- DATA SECTION

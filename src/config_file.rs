//! Optional YAML configuration file

use anyhow::{Context, Result};
use chaintun_client::HostKeyPolicy;
use chaintun_proto::HopSpec;
use serde::{Deserialize, Serialize};
use std::fs;
use std::path::{Path, PathBuf};

/// Configuration file format; every field may be overridden on the command line
#[derive(Debug, Default, Serialize, Deserialize)]
#[serde(deny_unknown_fields)]
pub struct ConfigFile {
    /// Private key file
    #[serde(skip_serializing_if = "Option::is_none")]
    pub key: Option<PathBuf>,

    /// Environment variable holding the key passphrase
    #[serde(skip_serializing_if = "Option::is_none")]
    pub key_passphrase_env: Option<String>,

    #[serde(skip_serializing_if = "Option::is_none")]
    pub target: Option<String>,

    #[serde(skip_serializing_if = "Option::is_none")]
    pub remote_listen_addr: Option<String>,

    /// Hops in dialing order
    #[serde(default, skip_serializing_if = "Vec::is_empty")]
    pub via: Vec<HopSpec>,

    /// Wait between attempts, e.g. `30s` or `2m`
    #[serde(skip_serializing_if = "Option::is_none")]
    pub reconnect: Option<String>,

    #[serde(skip_serializing_if = "Option::is_none")]
    pub host_key_policy: Option<HostKeyPolicy>,

    #[serde(skip_serializing_if = "Option::is_none")]
    pub max_connections: Option<usize>,
}

/// Load configuration from YAML file
pub fn load_config_file(path: &Path) -> Result<ConfigFile> {
    let contents = fs::read_to_string(path)
        .with_context(|| format!("Failed to read config file: {}", path.display()))?;

    let config: ConfigFile = serde_yaml::from_str(&contents)
        .with_context(|| format!("Failed to parse config file: {}", path.display()))?;

    Ok(config)
}

/// Expand a leading `~/` to the home directory
pub fn expand_home(path: &Path) -> PathBuf {
    match path.strip_prefix("~") {
        Ok(rest) => dirs::home_dir()
            .map(|home| home.join(rest))
            .unwrap_or_else(|| path.to_path_buf()),
        Err(_) => path.to_path_buf(),
    }
}
//! Host identity verification

use russh_keys::key::PublicKey;
use serde::{Deserialize, Serialize};
use std::path::PathBuf;
use tracing::{debug, warn};

/// How server host keys are checked for every hop in the chain
#[derive(Debug, Clone, PartialEq, Eq, Serialize, Deserialize)]
#[serde(tag = "mode", rename_all = "snake_case")]
pub enum HostKeyPolicy {
    /// Require the key to be listed in a known_hosts file
    /// (`~/.ssh/known_hosts` when no path is given)
    KnownHosts {
        #[serde(default)]
        path: Option<PathBuf>,
    },
    /// Accept whatever key the server presents (INSECURE)
    AcceptAny,
}

impl Default for HostKeyPolicy {
    fn default() -> Self {
        HostKeyPolicy::KnownHosts { path: None }
    }
}

impl HostKeyPolicy {
    pub fn known_hosts_file(path: impl Into<PathBuf>) -> Self {
        HostKeyPolicy::KnownHosts {
            path: Some(path.into()),
        }
    }

    pub fn is_insecure(&self) -> bool {
        matches!(self, HostKeyPolicy::AcceptAny)
    }
}

/// Applies a [`HostKeyPolicy`] to keys presented during the handshake
#[derive(Debug, Clone)]
pub struct HostKeyVerifier {
    policy: HostKeyPolicy,
}

impl HostKeyVerifier {
    pub fn new(policy: HostKeyPolicy) -> Self {
        Self { policy }
    }

    pub fn policy(&self) -> &HostKeyPolicy {
        &self.policy
    }

    /// Returns true when the handshake with `host:port` may proceed
    pub fn verify(&self, host: &str, port: u16, key: &PublicKey) -> bool {
        let result = match &self.policy {
            HostKeyPolicy::AcceptAny => {
                warn!(host = %host, port = port, "Accepting host key without verification");
                return true;
            }
            HostKeyPolicy::KnownHosts { path: None } => {
                russh_keys::check_known_hosts(host, port, key)
            }
            HostKeyPolicy::KnownHosts { path: Some(path) } => {
                russh_keys::check_known_hosts_path(host, port, key, path)
            }
        };

        match result {
            Ok(true) => {
                debug!(host = %host, port = port, "Host key verified");
                true
            }
            Ok(false) => {
                warn!(host = %host, port = port, "Host key not found in known_hosts");
                false
            }
            Err(e) => {
                warn!(host = %host, port = port, error = %e, "Host key verification failed");
                false
            }
        }
    }
}

#[cfg(test)]
mod tests {
    use super::*;

    #[test]
    fn test_default_policy_verifies() {
        let policy = HostKeyPolicy::default();
        assert_eq!(policy, HostKeyPolicy::KnownHosts { path: None });
        assert!(!policy.is_insecure());
        assert!(HostKeyPolicy::AcceptAny.is_insecure());
    }

    #[test]
    fn test_policy_from_yaml() {
        let policy: HostKeyPolicy = serde_yaml::from_str("mode: accept_any").unwrap();
        assert_eq!(policy, HostKeyPolicy::AcceptAny);

        let policy: HostKeyPolicy =
            serde_yaml::from_str("mode: known_hosts\npath: /etc/ssh/ssh_known_hosts").unwrap();
        assert_eq!(
            policy,
            HostKeyPolicy::known_hosts_file("/etc/ssh/ssh_known_hosts")
        );

        let policy: HostKeyPolicy = serde_yaml::from_str("mode: known_hosts").unwrap();
        assert_eq!(policy, HostKeyPolicy::default());
    }
}
//! One tunnel lifecycle: dial the chain, acquire the remote listener, accept

use crate::chain::ActiveChain;
use crate::config::TunnelConfig;
use crate::error::TunnelError;
use crate::proxy::{ConnectionProxy, ConnectionTracker};
use crate::state::{transition, TunnelState};
use chaintun_transport::{Accepted, RemoteListener, SecureSession, SessionConnector};
use chaintun_transport_ssh::SshConnector;
use std::sync::Arc;
use tokio::sync::{watch, Semaphore};
use tokio_util::sync::CancellationToken;
use tracing::{debug, info, warn};

/// Owns the configuration, the connector and (while running) the hop chain
/// and the remote listener
pub struct Tunnel<C: SessionConnector = SshConnector> {
    config: TunnelConfig,
    connector: C,
    proxy: ConnectionProxy,
    tracker: ConnectionTracker,
    limiter: Option<Arc<Semaphore>>,
    state: watch::Sender<TunnelState>,
}

impl Tunnel<SshConnector> {
    /// Validate the configuration and decode the private key.
    ///
    /// Nothing touches the network here.
    pub fn new(config: TunnelConfig) -> Result<Self, TunnelError> {
        config.validate()?;

        let connector = SshConnector::new(
            config.private_key.expose(),
            config.key_passphrase.as_deref(),
            config.host_key_policy.clone(),
        )
        .map_err(|e| TunnelError::ConfigError(e.to_string()))?;

        Self::with_connector(config, connector)
    }
}

impl<C: SessionConnector> Tunnel<C> {
    pub fn with_connector(config: TunnelConfig, connector: C) -> Result<Self, TunnelError> {
        config.validate()?;

        let (state, _) = watch::channel(TunnelState::Idle);
        Ok(Self {
            proxy: ConnectionProxy::new(config.target.clone()),
            limiter: config
                .max_connections
                .map(|max| Arc::new(Semaphore::new(max))),
            tracker: ConnectionTracker::new(),
            config,
            connector,
            state,
        })
    }

    pub fn config(&self) -> &TunnelConfig {
        &self.config
    }

    pub fn connector(&self) -> &C {
        &self.connector
    }

    pub fn state(&self) -> TunnelState {
        *self.state.borrow()
    }

    pub fn subscribe_state(&self) -> watch::Receiver<TunnelState> {
        self.state.subscribe()
    }

    /// Number of proxied connections currently open
    pub fn active_connections(&self) -> usize {
        self.tracker.active()
    }

    /// Run one full lifecycle.
    ///
    /// Returns `Ok(())` when `shutdown` fires or the remote listener closes,
    /// and an error when dialing, listening or accepting fails. Everything
    /// established during the run is torn down before returning.
    pub async fn run(&self, shutdown: &CancellationToken) -> Result<(), TunnelError> {
        let result = match self.run_once(shutdown).await {
            Err(TunnelError::Cancelled) => Ok(()),
            other => other,
        };
        transition(&self.state, TunnelState::Idle);
        result
    }

    async fn run_once(&self, shutdown: &CancellationToken) -> Result<(), TunnelError> {
        let chain =
            ActiveChain::dial(&self.connector, &self.config.hops, &self.state, shutdown).await?;
        let egress = chain.egress().ok_or(TunnelError::ChainIsEmpty)?;
        let addr = &self.config.remote_listen_addr;

        transition(&self.state, TunnelState::ListenerRequested);
        let requested = tokio::select! {
            biased;
            _ = shutdown.cancelled() => None,
            result = egress.session().listen(addr) => Some(result),
        };
        let mut listener = match requested {
            Some(Ok(listener)) => listener,
            None => {
                info!(listen = %addr, "Listener request cancelled");
                transition(&self.state, TunnelState::TearingDown);
                chain.close().await;
                return Err(TunnelError::Cancelled);
            }
            Some(Err(source)) => {
                warn!(listen = %addr, hop = %egress.spec(), error = %source, "Remote listener refused");
                transition(&self.state, TunnelState::TearingDown);
                chain.close().await;
                return Err(TunnelError::Listen {
                    addr: addr.clone(),
                    source,
                });
            }
        };

        transition(&self.state, TunnelState::Listening);
        info!(
            listen = %listener.listen_addr(),
            hop = %egress.spec(),
            target = %self.config.target,
            hops = chain.len(),
            "Tunnel established"
        );

        let result = self.accept_loop(&mut listener, shutdown).await;

        transition(&self.state, TunnelState::TearingDown);
        debug!("Tearing down tunnel");
        listener.close().await;
        chain.close().await;
        info!("Tunnel closed");

        result
    }

    async fn accept_loop<L: RemoteListener>(
        &self,
        listener: &mut L,
        shutdown: &CancellationToken,
    ) -> Result<(), TunnelError> {
        loop {
            let accepted = tokio::select! {
                biased;
                _ = shutdown.cancelled() => {
                    info!("Shutdown requested, stopping accept loop");
                    return Ok(());
                }
                result = listener.accept() => result,
            };

            match accepted {
                Ok(Some(connection)) => self.dispatch(connection, shutdown),
                Ok(None) => {
                    info!(listen = %listener.listen_addr(), "Remote listener closed");
                    return Ok(());
                }
                Err(e) => return Err(TunnelError::Accept(e)),
            }
        }
    }

    /// Hand an accepted connection to its own proxy task
    fn dispatch<S>(&self, connection: Accepted<S>, shutdown: &CancellationToken)
    where
        S: tokio::io::AsyncRead + tokio::io::AsyncWrite + Unpin + Send + 'static,
    {
        let Accepted { stream, peer } = connection;
        let connection_id = self.tracker.next_id();

        let permit = match &self.limiter {
            Some(limiter) => match limiter.clone().try_acquire_owned() {
                Ok(permit) => Some(permit),
                Err(_) => {
                    warn!(
                        connection_id = connection_id,
                        peer = %peer,
                        "Connection limit reached, closing connection"
                    );
                    drop(stream);
                    return;
                }
            },
            None => None,
        };

        info!(
            connection_id = connection_id,
            peer = %peer,
            target = %self.proxy.target(),
            "Accepted connection"
        );

        let guard = self.tracker.track();
        let proxy = self.proxy.clone();
        let shutdown = shutdown.clone();

        tokio::spawn(async move {
            let _permit = permit;
            let _guard = guard;
            if let Err(e) = proxy.forward(connection_id, &peer, stream, shutdown).await {
                warn!(connection_id = connection_id, peer = %peer, error = %e, "Proxy failed");
            }
        });
    }
}

impl<C: SessionConnector> std::fmt::Debug for Tunnel<C> {
    fn fmt(&self, f: &mut std::fmt::Formatter<'_>) -> std::fmt::Result {
        f.debug_struct("Tunnel")
            .field("config", &self.config)
            .field("state", &self.state())
            .field("active_connections", &self.active_connections())
            .finish()
    }
}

- WHAT THE EXERCISE ASKS
Would you filter the entries above and keep each line that has the word "PathBuf"?

- RESPONSE
use std::path::{Path, PathBuf};
    pub key: Option<PathBuf>,
pub fn expand_home(path: &Path) -> PathBuf {
use std::path::PathBuf;
        path: Option<PathBuf>,
    pub fn known_hosts_file(path: impl Into<PathBuf>) -> Self {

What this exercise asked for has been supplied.